◆ **Stored data entries**:
┄┄┄┄┄┄┄┄┄┄
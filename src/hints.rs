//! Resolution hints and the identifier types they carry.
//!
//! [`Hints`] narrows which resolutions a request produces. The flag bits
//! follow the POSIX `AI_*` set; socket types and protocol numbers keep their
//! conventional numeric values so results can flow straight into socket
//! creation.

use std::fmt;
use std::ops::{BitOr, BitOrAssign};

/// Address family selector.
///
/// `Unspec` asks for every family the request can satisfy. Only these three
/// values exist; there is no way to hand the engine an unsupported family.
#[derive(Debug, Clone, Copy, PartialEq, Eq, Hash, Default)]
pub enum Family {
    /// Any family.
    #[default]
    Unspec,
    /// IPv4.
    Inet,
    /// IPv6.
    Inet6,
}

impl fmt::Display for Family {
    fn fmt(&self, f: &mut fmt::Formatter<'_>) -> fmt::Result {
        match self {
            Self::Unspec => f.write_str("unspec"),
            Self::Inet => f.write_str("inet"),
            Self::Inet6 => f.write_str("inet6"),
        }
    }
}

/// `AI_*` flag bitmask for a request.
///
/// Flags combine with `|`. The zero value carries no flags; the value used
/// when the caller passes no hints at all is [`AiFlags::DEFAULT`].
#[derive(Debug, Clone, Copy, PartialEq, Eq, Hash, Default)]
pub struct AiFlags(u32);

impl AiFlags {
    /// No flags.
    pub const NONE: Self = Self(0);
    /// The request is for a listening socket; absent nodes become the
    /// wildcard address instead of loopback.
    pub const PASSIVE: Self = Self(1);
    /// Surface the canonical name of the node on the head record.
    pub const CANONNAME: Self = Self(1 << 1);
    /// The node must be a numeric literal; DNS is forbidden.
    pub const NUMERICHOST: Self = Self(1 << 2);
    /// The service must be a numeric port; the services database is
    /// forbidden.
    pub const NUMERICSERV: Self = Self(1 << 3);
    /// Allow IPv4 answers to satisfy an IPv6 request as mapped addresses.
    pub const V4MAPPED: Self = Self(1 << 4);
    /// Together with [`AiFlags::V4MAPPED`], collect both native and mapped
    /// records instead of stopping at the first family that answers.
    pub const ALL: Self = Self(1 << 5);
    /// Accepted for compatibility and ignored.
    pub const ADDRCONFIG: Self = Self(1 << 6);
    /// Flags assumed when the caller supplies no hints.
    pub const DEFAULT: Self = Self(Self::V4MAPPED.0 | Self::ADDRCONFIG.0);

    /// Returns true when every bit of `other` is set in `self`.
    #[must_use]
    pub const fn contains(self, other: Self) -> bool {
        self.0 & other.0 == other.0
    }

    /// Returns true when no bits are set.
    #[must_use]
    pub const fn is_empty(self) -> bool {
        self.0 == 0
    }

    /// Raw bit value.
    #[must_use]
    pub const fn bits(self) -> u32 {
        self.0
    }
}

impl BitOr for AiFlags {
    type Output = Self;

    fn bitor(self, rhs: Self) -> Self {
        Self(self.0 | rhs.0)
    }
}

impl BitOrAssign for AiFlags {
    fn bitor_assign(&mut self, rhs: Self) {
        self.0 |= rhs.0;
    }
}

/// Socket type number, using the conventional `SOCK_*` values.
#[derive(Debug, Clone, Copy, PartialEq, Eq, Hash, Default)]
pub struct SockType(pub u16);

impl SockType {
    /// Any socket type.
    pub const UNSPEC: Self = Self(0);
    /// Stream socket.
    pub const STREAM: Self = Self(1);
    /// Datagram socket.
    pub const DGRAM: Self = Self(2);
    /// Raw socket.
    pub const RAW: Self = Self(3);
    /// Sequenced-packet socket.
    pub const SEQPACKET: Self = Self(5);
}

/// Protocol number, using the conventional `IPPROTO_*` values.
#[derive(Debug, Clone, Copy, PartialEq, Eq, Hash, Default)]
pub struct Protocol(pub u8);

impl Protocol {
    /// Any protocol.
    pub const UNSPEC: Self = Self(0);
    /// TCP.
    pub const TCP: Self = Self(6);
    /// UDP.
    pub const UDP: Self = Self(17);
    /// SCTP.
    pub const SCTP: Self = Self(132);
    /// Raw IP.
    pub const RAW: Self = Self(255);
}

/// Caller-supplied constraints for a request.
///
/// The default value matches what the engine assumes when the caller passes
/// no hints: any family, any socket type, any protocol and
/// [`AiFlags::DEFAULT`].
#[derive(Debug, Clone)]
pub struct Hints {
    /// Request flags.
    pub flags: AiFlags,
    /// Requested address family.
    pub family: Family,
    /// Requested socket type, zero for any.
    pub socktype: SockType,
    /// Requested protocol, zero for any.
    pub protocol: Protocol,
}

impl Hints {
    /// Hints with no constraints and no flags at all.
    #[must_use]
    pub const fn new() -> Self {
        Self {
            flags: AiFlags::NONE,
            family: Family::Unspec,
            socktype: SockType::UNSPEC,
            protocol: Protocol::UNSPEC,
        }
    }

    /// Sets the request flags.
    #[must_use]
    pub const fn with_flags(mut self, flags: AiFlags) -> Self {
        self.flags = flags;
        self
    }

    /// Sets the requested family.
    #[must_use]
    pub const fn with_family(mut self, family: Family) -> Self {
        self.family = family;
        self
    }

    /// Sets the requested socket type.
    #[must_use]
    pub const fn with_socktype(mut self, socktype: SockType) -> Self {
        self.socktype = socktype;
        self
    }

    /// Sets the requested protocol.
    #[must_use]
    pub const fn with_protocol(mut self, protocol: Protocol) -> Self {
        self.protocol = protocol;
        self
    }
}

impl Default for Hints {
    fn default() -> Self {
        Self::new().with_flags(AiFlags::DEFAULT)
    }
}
┄┄┄┄┄┄┄┄┄┄
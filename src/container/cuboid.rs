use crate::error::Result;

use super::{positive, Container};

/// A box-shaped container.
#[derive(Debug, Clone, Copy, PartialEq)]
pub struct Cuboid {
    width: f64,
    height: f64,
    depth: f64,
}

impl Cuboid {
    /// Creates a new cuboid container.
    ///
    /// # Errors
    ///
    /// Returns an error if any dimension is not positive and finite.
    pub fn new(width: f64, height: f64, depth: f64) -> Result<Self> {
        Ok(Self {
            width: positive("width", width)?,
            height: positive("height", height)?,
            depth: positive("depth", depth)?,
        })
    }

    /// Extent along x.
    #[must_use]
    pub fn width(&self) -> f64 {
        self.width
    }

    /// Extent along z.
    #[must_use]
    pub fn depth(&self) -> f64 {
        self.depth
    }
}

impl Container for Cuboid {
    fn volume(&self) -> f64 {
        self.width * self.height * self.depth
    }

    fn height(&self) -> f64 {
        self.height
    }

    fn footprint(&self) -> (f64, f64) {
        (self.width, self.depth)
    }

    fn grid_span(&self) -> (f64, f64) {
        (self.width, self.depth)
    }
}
┄┄┄┄┄┄┄┄┄┄
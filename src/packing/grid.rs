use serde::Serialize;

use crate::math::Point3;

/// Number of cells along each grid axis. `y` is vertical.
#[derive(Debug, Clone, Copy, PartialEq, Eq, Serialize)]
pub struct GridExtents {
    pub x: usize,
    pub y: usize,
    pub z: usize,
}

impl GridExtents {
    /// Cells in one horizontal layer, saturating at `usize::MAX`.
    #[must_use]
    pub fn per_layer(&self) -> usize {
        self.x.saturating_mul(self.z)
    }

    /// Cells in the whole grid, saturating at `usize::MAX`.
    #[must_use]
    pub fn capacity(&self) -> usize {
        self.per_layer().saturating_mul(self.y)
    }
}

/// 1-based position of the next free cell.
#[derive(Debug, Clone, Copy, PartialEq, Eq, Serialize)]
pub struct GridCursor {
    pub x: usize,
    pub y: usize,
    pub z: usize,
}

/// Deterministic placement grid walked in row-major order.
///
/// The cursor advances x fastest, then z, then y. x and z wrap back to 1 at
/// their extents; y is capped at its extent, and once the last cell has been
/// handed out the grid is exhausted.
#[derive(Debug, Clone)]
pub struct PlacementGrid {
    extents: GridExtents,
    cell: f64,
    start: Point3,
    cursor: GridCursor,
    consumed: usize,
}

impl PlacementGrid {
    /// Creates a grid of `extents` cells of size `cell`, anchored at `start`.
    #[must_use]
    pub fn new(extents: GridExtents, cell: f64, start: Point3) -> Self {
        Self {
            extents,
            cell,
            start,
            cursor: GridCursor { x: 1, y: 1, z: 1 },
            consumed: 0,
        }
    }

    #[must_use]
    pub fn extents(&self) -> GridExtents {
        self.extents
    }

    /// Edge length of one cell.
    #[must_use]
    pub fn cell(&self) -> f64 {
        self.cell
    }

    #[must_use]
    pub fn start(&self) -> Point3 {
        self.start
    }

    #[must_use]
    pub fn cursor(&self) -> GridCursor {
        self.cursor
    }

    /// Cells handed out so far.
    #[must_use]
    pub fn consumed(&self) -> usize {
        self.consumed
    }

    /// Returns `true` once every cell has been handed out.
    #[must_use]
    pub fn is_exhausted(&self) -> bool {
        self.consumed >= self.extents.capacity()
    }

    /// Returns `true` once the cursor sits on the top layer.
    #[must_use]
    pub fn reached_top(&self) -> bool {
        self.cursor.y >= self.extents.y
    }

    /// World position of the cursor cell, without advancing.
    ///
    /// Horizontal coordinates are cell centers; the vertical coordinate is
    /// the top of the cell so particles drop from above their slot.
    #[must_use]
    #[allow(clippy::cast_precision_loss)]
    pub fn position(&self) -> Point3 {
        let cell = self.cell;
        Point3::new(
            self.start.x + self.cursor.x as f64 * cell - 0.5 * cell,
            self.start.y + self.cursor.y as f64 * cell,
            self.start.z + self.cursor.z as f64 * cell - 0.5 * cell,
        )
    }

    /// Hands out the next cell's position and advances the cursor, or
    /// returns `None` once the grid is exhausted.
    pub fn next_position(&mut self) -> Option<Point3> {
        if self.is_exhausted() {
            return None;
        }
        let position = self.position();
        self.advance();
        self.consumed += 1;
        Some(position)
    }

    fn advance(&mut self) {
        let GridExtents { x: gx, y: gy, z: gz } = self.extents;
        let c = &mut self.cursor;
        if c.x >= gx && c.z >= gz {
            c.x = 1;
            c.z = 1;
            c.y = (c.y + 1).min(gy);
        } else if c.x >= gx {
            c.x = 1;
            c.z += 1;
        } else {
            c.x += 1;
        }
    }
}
┄┄┄┄┄┄┄┄┄┄
◆ **Brief**: When you reach the line with "pub const NUMERICHOST: Self" in the records above, start writing out lines exactly, and stop once the line with "supplies no hints." has been written; include nothing else.

◆ **Result**:
    pub const NUMERICHOST: Self = Self(1 << 2);
    /// The service must be a numeric port; the services database is
    /// forbidden.
    pub const NUMERICSERV: Self = Self(1 << 3);
    /// Allow IPv4 answers to satisfy an IPv6 request as mapped addresses.
    pub const V4MAPPED: Self = Self(1 << 4);
    /// Together with [`AiFlags::V4MAPPED`], collect both native and mapped
    /// records instead of stopping at the first family that answers.
    pub const ALL: Self = Self(1 << 5);
    /// Accepted for compatibility and ignored.
    pub const ADDRCONFIG: Self = Self(1 << 6);
    /// Flags assumed when the caller supplies no hints.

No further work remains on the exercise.